**What the task asks**
Your answer must contain each line of the listing in which "lines" appears, copied in full.
Dataset excerpts below:
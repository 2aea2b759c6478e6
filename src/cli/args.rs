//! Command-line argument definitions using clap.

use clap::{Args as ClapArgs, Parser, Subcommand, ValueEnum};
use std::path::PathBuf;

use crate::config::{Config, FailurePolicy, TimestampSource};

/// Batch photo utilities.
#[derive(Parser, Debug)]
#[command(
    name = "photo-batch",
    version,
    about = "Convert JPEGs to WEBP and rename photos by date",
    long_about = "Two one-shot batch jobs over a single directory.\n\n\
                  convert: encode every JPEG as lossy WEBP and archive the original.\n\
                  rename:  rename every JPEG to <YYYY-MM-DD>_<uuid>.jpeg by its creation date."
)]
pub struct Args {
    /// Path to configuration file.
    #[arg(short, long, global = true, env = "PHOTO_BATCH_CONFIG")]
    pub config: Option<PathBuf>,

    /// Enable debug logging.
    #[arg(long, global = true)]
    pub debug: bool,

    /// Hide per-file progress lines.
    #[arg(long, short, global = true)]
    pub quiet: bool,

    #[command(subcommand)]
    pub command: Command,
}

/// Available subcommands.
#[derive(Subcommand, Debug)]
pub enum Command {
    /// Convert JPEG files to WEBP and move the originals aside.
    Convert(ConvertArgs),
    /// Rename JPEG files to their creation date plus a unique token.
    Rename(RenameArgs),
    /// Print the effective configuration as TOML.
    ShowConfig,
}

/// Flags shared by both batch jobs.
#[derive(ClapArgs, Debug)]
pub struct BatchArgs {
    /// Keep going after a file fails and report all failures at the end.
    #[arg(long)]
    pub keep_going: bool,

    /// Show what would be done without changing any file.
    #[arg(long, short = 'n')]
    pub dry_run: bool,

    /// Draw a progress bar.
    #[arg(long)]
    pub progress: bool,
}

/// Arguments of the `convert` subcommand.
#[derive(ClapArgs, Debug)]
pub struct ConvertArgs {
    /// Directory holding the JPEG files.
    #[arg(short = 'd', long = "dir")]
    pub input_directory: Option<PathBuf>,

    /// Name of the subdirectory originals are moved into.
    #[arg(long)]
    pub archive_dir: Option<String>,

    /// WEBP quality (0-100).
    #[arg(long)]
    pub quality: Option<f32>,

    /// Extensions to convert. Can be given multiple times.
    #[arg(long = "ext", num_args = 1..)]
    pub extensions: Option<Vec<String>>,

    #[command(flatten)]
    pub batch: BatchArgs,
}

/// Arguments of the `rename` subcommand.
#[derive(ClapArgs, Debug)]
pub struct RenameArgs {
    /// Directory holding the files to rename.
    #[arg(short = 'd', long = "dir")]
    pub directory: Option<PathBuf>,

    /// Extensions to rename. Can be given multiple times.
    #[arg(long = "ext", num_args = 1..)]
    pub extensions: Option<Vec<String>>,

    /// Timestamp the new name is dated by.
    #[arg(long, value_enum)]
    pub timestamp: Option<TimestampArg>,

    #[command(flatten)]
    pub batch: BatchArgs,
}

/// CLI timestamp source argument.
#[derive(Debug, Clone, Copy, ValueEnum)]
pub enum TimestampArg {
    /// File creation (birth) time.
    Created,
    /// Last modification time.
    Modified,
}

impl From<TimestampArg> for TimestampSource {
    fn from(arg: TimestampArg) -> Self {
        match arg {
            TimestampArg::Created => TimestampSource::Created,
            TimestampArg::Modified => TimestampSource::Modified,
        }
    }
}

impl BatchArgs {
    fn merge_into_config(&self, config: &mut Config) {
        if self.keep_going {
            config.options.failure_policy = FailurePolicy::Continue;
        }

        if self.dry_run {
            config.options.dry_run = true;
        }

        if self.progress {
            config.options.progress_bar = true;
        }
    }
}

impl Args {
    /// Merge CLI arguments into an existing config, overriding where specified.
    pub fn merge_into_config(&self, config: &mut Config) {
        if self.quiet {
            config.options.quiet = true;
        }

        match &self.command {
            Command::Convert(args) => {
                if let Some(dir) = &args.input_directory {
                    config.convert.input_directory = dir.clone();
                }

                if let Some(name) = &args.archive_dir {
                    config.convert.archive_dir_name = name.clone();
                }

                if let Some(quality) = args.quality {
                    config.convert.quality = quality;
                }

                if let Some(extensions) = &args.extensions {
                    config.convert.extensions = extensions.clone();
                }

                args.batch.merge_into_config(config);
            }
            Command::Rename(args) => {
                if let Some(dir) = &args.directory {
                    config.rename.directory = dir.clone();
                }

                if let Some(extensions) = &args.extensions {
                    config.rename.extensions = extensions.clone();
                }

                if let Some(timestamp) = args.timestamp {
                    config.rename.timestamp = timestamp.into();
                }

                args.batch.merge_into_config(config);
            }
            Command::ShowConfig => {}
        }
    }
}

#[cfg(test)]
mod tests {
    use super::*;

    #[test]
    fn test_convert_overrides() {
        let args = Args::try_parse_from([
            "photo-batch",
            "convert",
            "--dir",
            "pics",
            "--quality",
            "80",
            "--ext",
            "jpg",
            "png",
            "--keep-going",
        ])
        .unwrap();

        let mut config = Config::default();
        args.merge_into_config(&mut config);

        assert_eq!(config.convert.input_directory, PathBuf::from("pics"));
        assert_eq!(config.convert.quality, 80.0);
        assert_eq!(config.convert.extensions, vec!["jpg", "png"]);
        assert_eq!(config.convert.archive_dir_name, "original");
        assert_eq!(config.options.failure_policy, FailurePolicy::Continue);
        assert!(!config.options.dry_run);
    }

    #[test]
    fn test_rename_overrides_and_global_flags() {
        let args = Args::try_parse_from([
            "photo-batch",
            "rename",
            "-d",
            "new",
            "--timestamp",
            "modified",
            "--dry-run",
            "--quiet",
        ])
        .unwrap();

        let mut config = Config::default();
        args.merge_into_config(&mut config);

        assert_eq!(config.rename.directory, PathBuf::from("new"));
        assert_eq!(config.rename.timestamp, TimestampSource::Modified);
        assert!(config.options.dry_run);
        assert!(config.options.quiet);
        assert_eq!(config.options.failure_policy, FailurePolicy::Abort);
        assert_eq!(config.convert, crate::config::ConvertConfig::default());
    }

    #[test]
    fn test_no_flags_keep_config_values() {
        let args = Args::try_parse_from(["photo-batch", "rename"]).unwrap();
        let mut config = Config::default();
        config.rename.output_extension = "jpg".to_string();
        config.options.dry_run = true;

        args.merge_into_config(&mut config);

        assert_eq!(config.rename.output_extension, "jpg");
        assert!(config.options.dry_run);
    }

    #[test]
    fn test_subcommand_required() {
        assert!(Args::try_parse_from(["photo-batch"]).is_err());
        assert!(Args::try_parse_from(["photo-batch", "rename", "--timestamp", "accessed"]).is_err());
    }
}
End of Dataset excerpts.
Dataset excerpts below:
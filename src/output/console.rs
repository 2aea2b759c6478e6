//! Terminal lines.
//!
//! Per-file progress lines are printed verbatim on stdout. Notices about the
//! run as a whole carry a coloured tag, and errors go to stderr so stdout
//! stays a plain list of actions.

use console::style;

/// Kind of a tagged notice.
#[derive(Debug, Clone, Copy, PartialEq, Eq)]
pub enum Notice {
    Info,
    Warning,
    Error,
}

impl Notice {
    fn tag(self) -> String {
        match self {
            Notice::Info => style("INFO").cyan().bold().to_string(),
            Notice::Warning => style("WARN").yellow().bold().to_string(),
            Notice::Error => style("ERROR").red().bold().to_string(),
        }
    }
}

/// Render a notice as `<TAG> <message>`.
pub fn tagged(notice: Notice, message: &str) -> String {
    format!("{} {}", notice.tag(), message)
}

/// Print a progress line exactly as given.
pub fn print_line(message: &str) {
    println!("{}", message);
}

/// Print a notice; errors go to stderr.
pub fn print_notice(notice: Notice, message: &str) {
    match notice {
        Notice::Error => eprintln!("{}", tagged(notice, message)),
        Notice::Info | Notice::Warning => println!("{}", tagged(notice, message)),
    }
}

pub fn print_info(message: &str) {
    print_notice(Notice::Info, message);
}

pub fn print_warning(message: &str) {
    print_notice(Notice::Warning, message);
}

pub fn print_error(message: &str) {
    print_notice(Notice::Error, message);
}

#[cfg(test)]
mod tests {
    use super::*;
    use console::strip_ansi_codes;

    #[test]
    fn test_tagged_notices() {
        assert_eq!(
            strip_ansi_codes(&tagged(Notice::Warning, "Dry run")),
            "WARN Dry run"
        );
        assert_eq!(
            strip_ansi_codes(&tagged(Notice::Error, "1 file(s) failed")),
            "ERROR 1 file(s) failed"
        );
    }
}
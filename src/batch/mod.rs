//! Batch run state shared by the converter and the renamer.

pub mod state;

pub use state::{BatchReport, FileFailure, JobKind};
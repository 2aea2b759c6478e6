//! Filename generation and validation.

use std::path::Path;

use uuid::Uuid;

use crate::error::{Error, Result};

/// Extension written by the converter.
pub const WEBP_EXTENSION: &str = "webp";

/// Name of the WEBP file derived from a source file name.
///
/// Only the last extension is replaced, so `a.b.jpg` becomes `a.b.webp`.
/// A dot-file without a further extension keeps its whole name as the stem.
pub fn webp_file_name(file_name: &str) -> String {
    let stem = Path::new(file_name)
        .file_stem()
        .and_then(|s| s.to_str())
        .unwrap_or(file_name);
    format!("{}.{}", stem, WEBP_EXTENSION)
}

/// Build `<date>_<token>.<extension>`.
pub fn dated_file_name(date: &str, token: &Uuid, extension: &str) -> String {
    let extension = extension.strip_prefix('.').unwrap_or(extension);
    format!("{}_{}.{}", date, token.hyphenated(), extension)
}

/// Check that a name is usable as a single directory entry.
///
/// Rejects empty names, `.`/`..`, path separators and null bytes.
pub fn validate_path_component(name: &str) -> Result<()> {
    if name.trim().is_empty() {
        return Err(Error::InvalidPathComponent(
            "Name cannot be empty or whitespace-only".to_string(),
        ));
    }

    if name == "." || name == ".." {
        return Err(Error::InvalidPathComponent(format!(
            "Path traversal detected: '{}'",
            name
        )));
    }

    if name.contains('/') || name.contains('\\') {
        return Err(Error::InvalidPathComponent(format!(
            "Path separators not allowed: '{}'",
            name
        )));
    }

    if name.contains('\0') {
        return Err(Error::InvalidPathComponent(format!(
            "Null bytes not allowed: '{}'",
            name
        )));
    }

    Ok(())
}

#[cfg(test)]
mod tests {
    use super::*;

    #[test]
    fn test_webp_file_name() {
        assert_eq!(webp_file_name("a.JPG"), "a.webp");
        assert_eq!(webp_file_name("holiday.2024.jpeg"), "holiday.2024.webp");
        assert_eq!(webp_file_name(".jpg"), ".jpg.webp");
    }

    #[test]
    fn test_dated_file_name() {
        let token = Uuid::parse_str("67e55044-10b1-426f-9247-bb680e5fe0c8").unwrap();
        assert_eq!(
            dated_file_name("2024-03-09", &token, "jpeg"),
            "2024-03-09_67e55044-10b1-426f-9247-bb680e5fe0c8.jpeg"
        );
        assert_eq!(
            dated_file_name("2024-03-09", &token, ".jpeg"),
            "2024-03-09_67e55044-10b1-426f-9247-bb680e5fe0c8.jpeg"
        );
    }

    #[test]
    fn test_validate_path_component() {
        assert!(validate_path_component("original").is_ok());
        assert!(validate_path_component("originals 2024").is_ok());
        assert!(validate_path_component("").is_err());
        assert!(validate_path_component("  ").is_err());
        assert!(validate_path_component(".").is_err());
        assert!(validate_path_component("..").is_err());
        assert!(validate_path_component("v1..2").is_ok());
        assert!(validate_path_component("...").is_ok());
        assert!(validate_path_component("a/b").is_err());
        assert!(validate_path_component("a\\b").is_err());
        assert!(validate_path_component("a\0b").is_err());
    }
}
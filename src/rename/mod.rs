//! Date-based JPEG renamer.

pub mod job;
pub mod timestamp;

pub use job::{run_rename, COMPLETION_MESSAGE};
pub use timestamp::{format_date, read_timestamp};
End of Dataset excerpts.
**Response to the task**
    /// Hide per-file progress lines.
//! Terminal lines.
//! Per-file progress lines are printed verbatim on stdout. Notices about the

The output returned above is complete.